The sequence (z_n) I choose is constant: 1/2.  Then by definition of K, alpha_n = 1, but the only possible beta_n (-1/2) lies outside the closed disk?  It's very possible I am missing something here, but if someone could kindly help me to understand, I would be most grateful.

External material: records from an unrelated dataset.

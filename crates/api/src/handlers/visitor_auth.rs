//! Handlers for `/visitor/auth`: self-registration with an e-mailed code,
//! login, refresh, logout and me.
//!
//! Registration never creates a visitor directly. It stores a pending row
//! holding the hashed password and the hashed code; only a correct code
//! turns it into an account.

use axum::extract::State;
use axum::http::{HeaderMap, StatusCode};
use axum::Json;
use chrono::Utc;
use serde::{Deserialize, Serialize};
use warehub_core::error::CoreError;
use warehub_core::otp::{self, VerificationState};
use warehub_core::roles::{validate_visitor_role, PrincipalKind};
use warehub_core::types::Timestamp;
use warehub_core::validation::{normalize_email, validate_name};
use warehub_db::models::visitor::{CreateVerification, Verification, VisitorResponse};
use warehub_db::repositories::{RoleRepo, SessionRepo, VerificationRepo, VisitorRepo};

use crate::auth::password::{
    hash_password, validate_password_strength, verify_password, MIN_PASSWORD_LENGTH,
};
use crate::error::{AppError, AppResult};
use crate::handlers::session::{
    consume_refresh_token, issue_tokens, AuthResponse, RefreshRequest,
};
use crate::middleware::auth::AuthVisitor;
use crate::response::DataResponse;
use crate::state::AppState;

#[derive(Debug, Deserialize)]
pub struct RegisterRequest {
    pub email: String,
    pub password: String,
    pub full_name: String,
    pub phone: Option<String>,
    /// `client` or `supplier`.
    pub role: String,
}

#[derive(Debug, Deserialize)]
pub struct VerifyRequest {
    pub email: String,
    pub code: String,
}

#[derive(Debug, Deserialize)]
pub struct ResendRequest {
    pub email: String,
}

#[derive(Debug, Deserialize)]
pub struct LoginRequest {
    pub email: String,
    pub password: String,
}

/// Body of the 202 answer to `register` and `resend`.
#[derive(Debug, Serialize)]
pub struct PendingVerification {
    pub email: String,
    pub expires_at: Timestamp,
}

fn state_of(v: &Verification, max_attempts: i32) -> VerificationState {
    VerificationState {
        attempts: v.attempts,
        max_attempts,
        expires_at: v.expires_at,
        sent_at: v.sent_at,
    }
}

fn no_pending_registration() -> AppError {
    AppError::Core(CoreError::Validation(
        "No pending registration for this e-mail".into(),
    ))
}

fn attempts_exhausted() -> AppError {
    AppError::Core(CoreError::Forbidden(
        "Too many incorrect codes. Request a new one.".into(),
    ))
}

async fn send_code(state: &AppState, email: &str, code: &str) -> AppResult<()> {
    let body = format!(
        "Your Warehub verification code is {code}.\n\
         It expires in {} minutes.",
        state.config.otp_expiry_mins
    );
    state
        .mailer
        .send(email, "Warehub verification code", &body)
        .await
        .map_err(|e| AppError::InternalError(format!("Failed to send verification code: {e}")))
}

/// POST /api/v1/visitor/auth/register
///
/// Starts (or restarts) a registration and mails a code. Returns 202.
pub async fn register(
    State(state): State<AppState>,
    Json(input): Json<RegisterRequest>,
) -> AppResult<(StatusCode, Json<DataResponse<PendingVerification>>)> {
    let email = normalize_email(&input.email)?;
    validate_name("Full name", &input.full_name)?;
    validate_password_strength(&input.password, MIN_PASSWORD_LENGTH)
        .map_err(|msg| AppError::Core(CoreError::Validation(msg)))?;
    let role = validate_visitor_role(&input.role)?;

    if VisitorRepo::find_by_email(&state.pool, &email).await?.is_some() {
        return Err(AppError::Core(CoreError::Conflict(
            "An account with this e-mail already exists".into(),
        )));
    }

    let now = Utc::now();
    if let Some(pending) = VerificationRepo::find_by_email(&state.pool, &email).await? {
        state_of(&pending, state.config.otp_max_attempts).check_resend(now)?;
    }

    let role_row = RoleRepo::find_by_name(&state.pool, role.as_str())
        .await?
        .ok_or_else(|| AppError::InternalError(format!("Role '{role}' is not seeded")))?;

    let password_hash = hash_password(&input.password)
        .map_err(|e| AppError::InternalError(format!("Password hashing error: {e}")))?;

    let code = otp::generate_code();
    let expires_at = now + chrono::Duration::minutes(state.config.otp_expiry_mins);
    let pending = VerificationRepo::upsert(
        &state.pool,
        &CreateVerification {
            email: email.clone(),
            code_hash: otp::hash_code(&email, &code),
            password_hash,
            full_name: input.full_name.trim().to_string(),
            phone: input.phone,
            role_id: role_row.id,
            expires_at,
        },
    )
    .await?;

    send_code(&state, &email, &code).await?;
    tracing::info!(verification_id = pending.id, role = %role, "Visitor registration started");

    Ok((
        StatusCode::ACCEPTED,
        Json(DataResponse {
            data: PendingVerification {
                email,
                expires_at: pending.expires_at,
            },
        }),
    ))
}

/// POST /api/v1/visitor/auth/verify
///
/// Exchanges a correct code for an account and a token pair. Returns 201.
pub async fn verify(
    State(state): State<AppState>,
    headers: HeaderMap,
    Json(input): Json<VerifyRequest>,
) -> AppResult<(StatusCode, Json<AuthResponse<VisitorResponse>>)> {
    let email = normalize_email(&input.email)?;
    let pending = VerificationRepo::find_by_email(&state.pool, &email)
        .await?
        .ok_or_else(no_pending_registration)?;

    state_of(&pending, state.config.otp_max_attempts).check(Utc::now())?;

    // The attempt is spent before the code is compared.
    let claimed =
        VerificationRepo::claim_attempt(&state.pool, pending.id, state.config.otp_max_attempts)
            .await?
            .ok_or_else(attempts_exhausted)?;

    if otp::hash_code(&email, &input.code) != claimed.code_hash {
        tracing::debug!(
            verification_id = claimed.id,
            attempts = claimed.attempts,
            "Incorrect verification code"
        );
        return Err(AppError::Core(CoreError::Validation(
            "Incorrect verification code".into(),
        )));
    }

    let visitor = VisitorRepo::create_from_verification(&state.pool, pending.id).await?;
    let role_name = RoleRepo::resolve_name(&state.pool, visitor.role_id).await?;
    let id = visitor.id;
    tracing::info!(visitor_id = id, role = %role_name, "Visitor registered");

    let profile = VisitorResponse::from_visitor(visitor, role_name.clone());
    let response = issue_tokens(
        &state,
        PrincipalKind::Visitor,
        id,
        &role_name,
        &headers,
        profile,
    )
    .await?;

    Ok((StatusCode::CREATED, Json(response)))
}

/// POST /api/v1/visitor/auth/resend
pub async fn resend(
    State(state): State<AppState>,
    Json(input): Json<ResendRequest>,
) -> AppResult<(StatusCode, Json<DataResponse<PendingVerification>>)> {
    let email = normalize_email(&input.email)?;
    let pending = VerificationRepo::find_by_email(&state.pool, &email)
        .await?
        .ok_or_else(no_pending_registration)?;

    let now = Utc::now();
    state_of(&pending, state.config.otp_max_attempts).check_resend(now)?;

    let code = otp::generate_code();
    let expires_at = now + chrono::Duration::minutes(state.config.otp_expiry_mins);
    VerificationRepo::refresh_code(
        &state.pool,
        pending.id,
        &otp::hash_code(&email, &code),
        expires_at,
    )
    .await?;

    send_code(&state, &email, &code).await?;

    Ok((
        StatusCode::ACCEPTED,
        Json(DataResponse {
            data: PendingVerification { email, expires_at },
        }),
    ))
}

/// POST /api/v1/visitor/auth/login
pub async fn login(
    State(state): State<AppState>,
    headers: HeaderMap,
    Json(input): Json<LoginRequest>,
) -> AppResult<Json<AuthResponse<VisitorResponse>>> {
    let invalid = || AppError::Core(CoreError::Unauthorized("Invalid e-mail or password".into()));

    let email = input.email.trim().to_lowercase();
    let visitor = VisitorRepo::find_by_email(&state.pool, &email)
        .await?
        .ok_or_else(invalid)?;

    if !visitor.is_active {
        return Err(AppError::Core(CoreError::Forbidden(
            "Account is deactivated".into(),
        )));
    }

    let password_valid = verify_password(&input.password, &visitor.password_hash)
        .map_err(|e| AppError::InternalError(format!("Password verification error: {e}")))?;
    if !password_valid {
        return Err(invalid());
    }

    VisitorRepo::record_login(&state.pool, visitor.id).await?;

    let role_name = RoleRepo::resolve_name(&state.pool, visitor.role_id).await?;
    let id = visitor.id;
    let profile = VisitorResponse::from_visitor(visitor, role_name.clone());
    let response = issue_tokens(
        &state,
        PrincipalKind::Visitor,
        id,
        &role_name,
        &headers,
        profile,
    )
    .await?;

    Ok(Json(response))
}

/// POST /api/v1/visitor/auth/refresh
pub async fn refresh(
    State(state): State<AppState>,
    headers: HeaderMap,
    Json(input): Json<RefreshRequest>,
) -> AppResult<Json<AuthResponse<VisitorResponse>>> {
    let session =
        consume_refresh_token(&state, PrincipalKind::Visitor, &input.refresh_token).await?;

    let visitor = VisitorRepo::find_by_id(&state.pool, session.principal_id)
        .await?
        .ok_or_else(|| {
            AppError::Core(CoreError::Unauthorized("Visitor no longer exists".into()))
        })?;

    if !visitor.is_active {
        return Err(AppError::Core(CoreError::Forbidden(
            "Account is deactivated".into(),
        )));
    }

    let role_name = RoleRepo::resolve_name(&state.pool, visitor.role_id).await?;
    let id = visitor.id;
    let profile = VisitorResponse::from_visitor(visitor, role_name.clone());
    let response = issue_tokens(
        &state,
        PrincipalKind::Visitor,
        id,
        &role_name,
        &headers,
        profile,
    )
    .await?;

    Ok(Json(response))
}

/// POST /api/v1/visitor/auth/logout
pub async fn logout(
    State(state): State<AppState>,
    visitor: AuthVisitor,
) -> AppResult<StatusCode> {
    SessionRepo::revoke_all_for(
        &state.pool,
        PrincipalKind::Visitor.as_str(),
        visitor.visitor_id,
    )
    .await?;
    Ok(StatusCode::NO_CONTENT)
}

/// GET /api/v1/visitor/auth/me
pub async fn me(
    State(state): State<AppState>,
    auth: AuthVisitor,
) -> AppResult<Json<DataResponse<VisitorResponse>>> {
    let visitor = VisitorRepo::find_by_id(&state.pool, auth.visitor_id)
        .await?
        .ok_or_else(|| AppError::not_found("Visitor", auth.visitor_id))?;
    let role_name = RoleRepo::resolve_name(&state.pool, visitor.role_id).await?;
    Ok(Json(DataResponse {
        data: VisitorResponse::from_visitor(visitor, role_name),
    }))
}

I think that every incidence of Dbar(z,rho) in the proof is meant to
be Dbar(0,rho). Then the statement "for every n there exists alpha_n
in K and beta_n in Dbar(0,rho) such that z_n = alpha_n + beta_n" makes
sense, since every z_n is in Dbar(alpha_n,rho) for some alpha_n, and
z_n is in Dbar(alpha_n,rho) iff beta_n is in Dbar(0,rho), where beta_n
is defined to be z_n - alpha_n.

P.S. Here is (I think) another way to prove the lemma, which I mention
for no reason other than that I think it's quite nice: since K' is
obviously bounded, in order to prove it's compact we need only show
it's closed. However, the fact that K is compact means that, for every
point z in C, there is a point alpha in K such that |z - alpha| = d
(z,K) (this is proved by considering a sequence alpha_n in K such that
|z - alpha_n| -> d(z,K) and using sequential compactness). But then it
follows that K' is closed, since if z is not in K' then d(z,K) > rho,
so that D(z,epsilon) does not intersect K', where epsilon = d(z,K) -
rho.
.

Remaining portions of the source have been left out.